P. Wetzel's new full-verse review:
Good, bad and in between.
I've read this thrice. Each time was nice.
The last, I must confess,
Is filtered through the story's new
Theatrical success.
If I could own one book alone
This treasure's what I'd choose;
But this critique shall also speak
Of things I wish he'd lose.
Foremost there is a Name of his
To which my fury delves:
" ... those creatures which in English I
misleadingly call 'Elves' ..."
This Tolkien quote was one he wrote
in nineteen-fifty-one.
His self-confess'd linguistic mess
was published by his son.*
When Santa spoke of little folk
who help him make his rounds,
His voice recalls those Northern Halls
where proper Elves are found.
Full stop. 'Nuff said.

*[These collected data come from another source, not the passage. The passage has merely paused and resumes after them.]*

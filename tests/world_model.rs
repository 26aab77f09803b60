use std::collections::{HashMap, HashSet};

use orion::{Component, Engine, EcsError, Entity, QueryId};
use rand::{Rng, SeedableRng};
use rand_chacha::ChaCha8Rng;

struct Alpha(u32);
impl Component for Alpha {}

struct Beta;
impl Component for Beta {}

#[derive(Default, Clone, Copy)]
struct Expected {
    alpha: bool,
    beta: bool,
}

struct Harness {
    engine: Engine,
    model: HashMap<Entity, Expected>,
    released: Vec<Entity>,
    only_alpha: QueryId,
    both: QueryId,
    everything: QueryId,
}

impl Harness {
    fn new() -> Self {
        let mut engine = Engine::new();
        engine.register_component::<Alpha>();
        engine.register_component::<Beta>();
        let only_alpha = engine.create_query::<(Alpha,)>().unwrap();
        let both = engine.create_query::<(Beta, Alpha)>().unwrap();
        let everything = engine.create_query::<()>().unwrap();
        Self {
            engine,
            model: HashMap::new(),
            released: Vec::new(),
            only_alpha,
            both,
            everything,
        }
    }

    fn pick(&self, rng: &mut ChaCha8Rng) -> Option<Entity> {
        if self.model.is_empty() {
            return None;
        }
        let mut live: Vec<_> = self.model.keys().copied().collect();
        live.sort_by_key(|e| (e.index(), e.generation()));
        Some(live[rng.gen_range(0..live.len())])
    }

    fn apply(&mut self, rng: &mut ChaCha8Rng) {
        match rng.gen_range(0..7) {
            0 | 1 => {
                let e = self.engine.world_mut().create_entity();
                assert!(self.model.insert(e, Expected::default()).is_none());
            }
            2 => {
                let Some(e) = self.pick(rng) else { return };
                let world = self.engine.world_mut();
                let result = world.add_component(e, Alpha(e.index()));
                let expected = self.model.get_mut(&e).unwrap();
                if expected.alpha {
                    assert!(matches!(result, Err(EcsError::DuplicateComponent { .. })));
                } else {
                    result.unwrap();
                    expected.alpha = true;
                }
            }
            3 => {
                let Some(e) = self.pick(rng) else { return };
                let world = self.engine.world_mut();
                if world.add_component(e, Beta).is_ok() {
                    self.model.get_mut(&e).unwrap().beta = true;
                }
            }
            4 => {
                let Some(e) = self.pick(rng) else { return };
                let world = self.engine.world_mut();
                if rng.gen_bool(0.5) {
                    world.remove_component::<Alpha>(e).unwrap();
                    self.model.get_mut(&e).unwrap().alpha = false;
                } else {
                    world.remove_component::<Beta>(e).unwrap();
                    self.model.get_mut(&e).unwrap().beta = false;
                }
            }
            5 => {
                let Some(e) = self.pick(rng) else { return };
                self.engine.world_mut().queue_free(e).unwrap();
            }
            _ => {
                let marked: Vec<_> = self
                    .model
                    .keys()
                    .copied()
                    .filter(|e| self.engine.world().is_marked_for_deletion(*e))
                    .collect();
                self.engine.perform().unwrap();
                for e in marked {
                    self.model.remove(&e);
                    self.released.push(e);
                }
            }
        }
    }

    fn members(&self, query: QueryId) -> HashSet<Entity> {
        self.engine.world().query_members(query).into_iter().collect()
    }

    fn expected(&self, filter: impl Fn(&Expected) -> bool) -> HashSet<Entity> {
        self.model
            .iter()
            .filter(|(_, expected)| filter(expected))
            .map(|(e, _)| *e)
            .collect()
    }

    fn check(&self) {
        let world = self.engine.world();
        assert_eq!(world.entity_count(), self.model.len());
        for (e, expected) in &self.model {
            assert!(world.is_alive(*e));
            assert_eq!(world.has_component::<Alpha>(*e), expected.alpha);
            assert_eq!(world.has_component::<Beta>(*e), expected.beta);
            if expected.alpha {
                assert_eq!(world.get_component::<Alpha>(*e).unwrap().0, e.index());
            }
        }
        for e in &self.released {
            assert!(!world.is_alive(*e));
            assert!(!world.has_component::<Alpha>(*e));
        }

        assert_eq!(self.members(self.only_alpha), self.expected(|x| x.alpha));
        assert_eq!(
            self.members(self.both),
            self.expected(|x| x.alpha && x.beta)
        );
        assert_eq!(self.members(self.everything), self.expected(|_| true));

        let indices: HashSet<u32> = self.model.keys().map(|e| e.index()).collect();
        assert_eq!(
            indices.len(),
            self.model.len(),
            "live entities share an index"
        );
    }
}

#[test]
fn random_interleavings_keep_queries_consistent() {
    for seed in 0..32 {
        let mut rng = ChaCha8Rng::seed_from_u64(seed);
        let mut harness = Harness::new();
        for _ in 0..250 {
            harness.apply(&mut rng);
            harness.check();
        }
    }
}

#[test]
fn query_members_follow_join_order() {
    let mut harness = Harness::new();
    let world = harness.engine.world_mut();
    let a = world.create_entity();
    let b = world.create_entity();
    let c = world.create_entity();
    for e in [c, a, b] {
        world.add_component(e, Alpha(0)).unwrap();
    }
    world.queue_free(a).unwrap();
    harness.engine.perform().unwrap();

    let world = harness.engine.world_mut();
    let d = world.create_entity();
    world.add_component(d, Alpha(0)).unwrap();
    assert_eq!(d.index(), a.index());
    assert_eq!(world.query_members(harness.only_alpha), vec![c, b, d]);
}
//! Error types for responder tier operations.

use thiserror::Error;

/// Errors that can occur while a responder tier produces a reply.
///
/// The chain treats every variant the same way as [`ResponderOutcome::NoAnswer`]:
/// it falls through to the next tier and never surfaces the failure to the
/// customer.
///
/// [`ResponderOutcome::NoAnswer`]: crate::ResponderOutcome::NoAnswer
#[derive(Debug, Error)]
pub enum ResponderError {
    /// The tier is misconfigured (missing key, bad URL).
    #[error("responder configuration error: {0}")]
    Configuration(String),

    /// The backing service could not be reached or returned a transport error.
    #[error("responder transport error: {0}")]
    Transport(String),

    /// The backing service answered with something unusable.
    #[error("invalid responder reply: {0}")]
    InvalidReply(String),

    /// The tier is temporarily unavailable.
    #[error("responder unavailable: {0}")]
    Unavailable(String),
}
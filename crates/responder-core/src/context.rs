//! Per-customer conversational context and its merge contract.

use chrono::{DateTime, Duration, Utc};
use serde::{Deserialize, Serialize};

/// Default context time-to-live in seconds: two hours.
pub const DEFAULT_CONTEXT_TTL_SECS: i64 = 2 * 60 * 60;

/// Default context time-to-live as a [`Duration`].
pub fn default_context_ttl() -> Duration {
    Duration::seconds(DEFAULT_CONTEXT_TTL_SECS)
}

/// Coarse stage of a customer conversation, derived from message content.
#[derive(Debug, Clone, Copy, Default, PartialEq, Eq, Serialize, Deserialize)]
#[serde(rename_all = "snake_case")]
pub enum ConversationStage {
    /// Opening pleasantries.
    #[default]
    Greeting,
    /// Asking about prices or costs.
    PricingInquiry,
    /// Reporting a problem.
    SupportRequest,
    /// Asking for hours, contact details and the like.
    InfoRequest,
    /// Wrapping up (thanks, goodbye).
    Closing,
    /// Anything else.
    General,
}

impl ConversationStage {
    /// Stable identifier used in logs.
    pub fn as_str(&self) -> &'static str {
        match self {
            Self::Greeting => "greeting",
            Self::PricingInquiry => "pricing_inquiry",
            Self::SupportRequest => "support_request",
            Self::InfoRequest => "info_request",
            Self::Closing => "closing",
            Self::General => "general",
        }
    }
}

impl std::fmt::Display for ConversationStage {
    fn fmt(&self, f: &mut std::fmt::Formatter<'_>) -> std::fmt::Result {
        f.write_str(self.as_str())
    }
}

/// TTL-bound conversational state for one customer key.
///
/// At most one live context exists per key. A context whose `expires_at`
/// has passed is logically absent: any read after expiry is a miss that
/// produces a fresh default, never the stale record.
#[derive(Debug, Clone, PartialEq, Serialize, Deserialize)]
pub struct ConversationContext {
    /// Customer thread identifier (typically a phone number).
    pub customer_key: String,
    /// Current conversation stage.
    pub stage: ConversationStage,
    /// Automated turns handled for this customer within the TTL window.
    pub bot_response_count: u32,
    /// Whether a prior turn already decided to escalate.
    pub escalation_requested: bool,
    /// Reason recorded by the last escalation decision.
    pub escalation_reason: Option<String>,
    /// Last message received from the customer.
    pub last_user_message: Option<String>,
    /// Last automated reply sent to the customer.
    pub last_bot_response: Option<String>,
    /// When the context was last written.
    pub last_updated: DateTime<Utc>,
    /// Absolute expiry instant (`last_updated` + TTL).
    pub expires_at: DateTime<Utc>,
}

impl ConversationContext {
    /// Create a fresh default context for a customer key.
    pub fn new(customer_key: impl Into<String>, ttl: Duration) -> Self {
        let now = Utc::now();
        Self {
            customer_key: customer_key.into(),
            stage: ConversationStage::Greeting,
            bot_response_count: 0,
            escalation_requested: false,
            escalation_reason: None,
            last_user_message: None,
            last_bot_response: None,
            last_updated: now,
            expires_at: now + ttl,
        }
    }

    /// Whether the context is expired at the given instant.
    pub fn is_expired_at(&self, now: DateTime<Utc>) -> bool {
        self.expires_at <= now
    }

    /// Whether the context is expired now.
    pub fn is_expired(&self) -> bool {
        self.is_expired_at(Utc::now())
    }

    /// Merge an update into this context, bumping both timestamps.
    pub fn apply(&mut self, update: ContextUpdate, ttl: Duration) {
        if let Some(stage) = update.stage {
            self.stage = stage;
        }
        if let Some(count) = update.bot_response_count {
            self.bot_response_count = count;
        }
        if let Some(requested) = update.escalation_requested {
            self.escalation_requested = requested;
        }
        if let Some(reason) = update.escalation_reason {
            self.escalation_reason = Some(reason);
        }
        if let Some(message) = update.last_user_message {
            self.last_user_message = Some(message);
        }
        if let Some(response) = update.last_bot_response {
            self.last_bot_response = Some(response);
        }
        let now = Utc::now();
        self.last_updated = now;
        self.expires_at = now + ttl;
    }
}

/// Partial update merged into a [`ConversationContext`].
///
/// Only the set fields are merged; applying any update refreshes
/// `last_updated` and `expires_at`.
#[derive(Debug, Clone, Default, PartialEq)]
pub struct ContextUpdate {
    pub stage: Option<ConversationStage>,
    pub bot_response_count: Option<u32>,
    pub escalation_requested: Option<bool>,
    pub escalation_reason: Option<String>,
    pub last_user_message: Option<String>,
    pub last_bot_response: Option<String>,
}

impl ContextUpdate {
    /// Set the conversation stage.
    pub fn stage(mut self, stage: ConversationStage) -> Self {
        self.stage = Some(stage);
        self
    }

    /// Set the automated turn count.
    pub fn bot_response_count(mut self, count: u32) -> Self {
        self.bot_response_count = Some(count);
        self
    }

    /// Mark the context as escalated with the given reason.
    pub fn escalated(mut self, reason: impl Into<String>) -> Self {
        self.escalation_requested = Some(true);
        self.escalation_reason = Some(reason.into());
        self
    }

    /// Record the latest user/bot exchange.
    pub fn exchange(mut self, user_message: impl Into<String>, bot_response: impl Into<String>) -> Self {
        self.last_user_message = Some(user_message.into());
        self.last_bot_response = Some(bot_response.into());
        self
    }
}
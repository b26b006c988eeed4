//! Request/response types for the chat-completions API.

use serde::{Deserialize, Serialize};

/// A single chat message.
#[derive(Debug, Clone, Serialize, Deserialize)]
pub struct ChatMessage {
    pub role: String,
    pub content: String,
}

impl ChatMessage {
    /// Create a system message.
    pub fn system(content: impl Into<String>) -> Self {
        Self {
            role: "system".to_string(),
            content: content.into(),
        }
    }

    /// Create a user message.
    pub fn user(content: impl Into<String>) -> Self {
        Self {
            role: "user".to_string(),
            content: content.into(),
        }
    }
}

/// Chat completion request body.
#[derive(Debug, Clone, Serialize)]
pub struct ChatCompletionRequest {
    pub model: String,
    pub messages: Vec<ChatMessage>,
    #[serde(skip_serializing_if = "Option::is_none")]
    pub max_tokens: Option<u32>,
    #[serde(skip_serializing_if = "Option::is_none")]
    pub temperature: Option<f32>,
}

/// Chat completion response body.
#[derive(Debug, Clone, Deserialize)]
pub struct ChatCompletionResponse {
    pub choices: Vec<Choice>,
}

/// One completion choice.
#[derive(Debug, Clone, Deserialize)]
pub struct Choice {
    pub message: ChatMessage,
}

impl ChatCompletionResponse {
    /// The text of the first choice, if any.
    pub fn first_text(&self) -> Option<&str> {
        self.choices.first().map(|c| c.message.content.as_str())
    }
}

#[cfg(test)]
mod tests {
    use super::*;

    #[test]
    fn parses_completion_response() {
        let json = r#"{
            "choices": [
                {"message": {"role": "assistant", "content": "Olá! Como posso ajudar?"}}
            ]
        }"#;

        let response: ChatCompletionResponse = serde_json::from_str(json).unwrap();
        assert_eq!(response.first_text(), Some("Olá! Como posso ajudar?"));
    }

    #[test]
    fn empty_choices_yield_none() {
        let response: ChatCompletionResponse = serde_json::from_str(r#"{"choices": []}"#).unwrap();
        assert!(response.first_text().is_none());
    }

    #[test]
    fn request_skips_unset_options() {
        let request = ChatCompletionRequest {
            model: "test-model".to_string(),
            messages: vec![ChatMessage::user("oi")],
            max_tokens: None,
            temperature: None,
        };
        let json = serde_json::to_string(&request).unwrap();
        assert!(!json.contains("max_tokens"));
        assert!(!json.contains("temperature"));
    }
}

Put that to bed.
For next I must despair:
Why'd he create a Lord of Hate
Who's peers don't seem to care?
Behind closed doors in Valinor
Aloof the Valar dwell,
While Sauron's powers seize the hour -
Rend Middle Earth to hell.
Perhaps a nice tell-tale device,
Perhaps a little more.
For there was strife in Tolkien's life:
He suffered loss in war.
One last dissent ere I relent:
Goldberry is her name.
Her vapid role, her empty soul
Could hardly be more lame.
But last and most, I rise to toast
This language lover's art:
No author herds his flock of words
More deftly to my heart!
- P. J. Wetzel, 2011
*Letters of J.R.R. Tolkien (1981) No. 131.